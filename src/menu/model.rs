use indexmap::IndexSet;
use serde::{Deserialize, Serialize};

/// What the user asked for: a dining hall, a date label and a meal
#[derive(Debug, Clone, PartialEq, Eq, Serialize, Deserialize)]
pub struct MenuSelection {
    pub dining_hall: String,

    /// Human-readable date label, e.g. "Fri, Sep 13"
    pub date: String,

    pub meal: String,
}

impl MenuSelection {
    pub fn new(dining_hall: impl Into<String>, date: impl Into<String>, meal: impl Into<String>) -> Self {
        Self { dining_hall: dining_hall.into(), date: date.into(), meal: meal.into() }
    }

    /// Selection dated today, formatted like the site's day buttons
    pub fn for_today(dining_hall: impl Into<String>, meal: impl Into<String>) -> Self {
        Self::new(dining_hall, today_label(), meal)
    }

    /// The part of the date the day buttons are matched against.
    ///
    /// "Fri, Sep 13" becomes "Sep 13"; labels without a comma are used as is.
    pub fn date_label(&self) -> &str {
        match self.date.split_once(',') {
            Some((_, rest)) => rest.trim(),
            None => self.date.trim(),
        }
    }
}

/// Today's date as "Fri, Sep 13"
pub fn today_label() -> String {
    chrono::Local::now().format("%a, %b %d").to_string()
}

/// One parsed menu entry
#[derive(Debug, Clone, PartialEq, Eq, Serialize, Deserialize)]
pub struct FoodItem {
    pub name: String,
    pub calories: Option<u32>,
    pub description: Option<String>,

    /// Label of the station the item was listed under, empty if none was seen
    pub station: String,

    #[serde(default)]
    pub dietary_tags: IndexSet<String>,
}

impl FoodItem {
    /// Items whose name vanished once the calorie annotation was removed
    pub fn is_low_confidence(&self) -> bool {
        self.name.is_empty()
    }
}

/// Structured menu for one selection
#[derive(Debug, Clone, PartialEq, Eq, Serialize, Deserialize)]
pub struct MenuResult {
    #[serde(flatten)]
    pub selection: MenuSelection,

    pub stations: IndexSet<String>,
    pub items: Vec<FoodItem>,
    pub express_items: Vec<FoodItem>,
}

impl MenuResult {
    pub fn total_items(&self) -> usize {
        self.items.len() + self.express_items.len()
    }

    /// Regular items listed under the given station
    pub fn items_at<'a>(&'a self, station: &'a str) -> impl Iterator<Item = &'a FoodItem> + 'a {
        self.items.iter().filter(move |item| item.station == station)
    }
}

====

- **Assigned task**:
What lines in the records contain the word "buttons"? Return each one.

- **Reply**:
    /// Selection dated today, formatted like the site's day buttons
    /// The part of the date the day buttons are matched against.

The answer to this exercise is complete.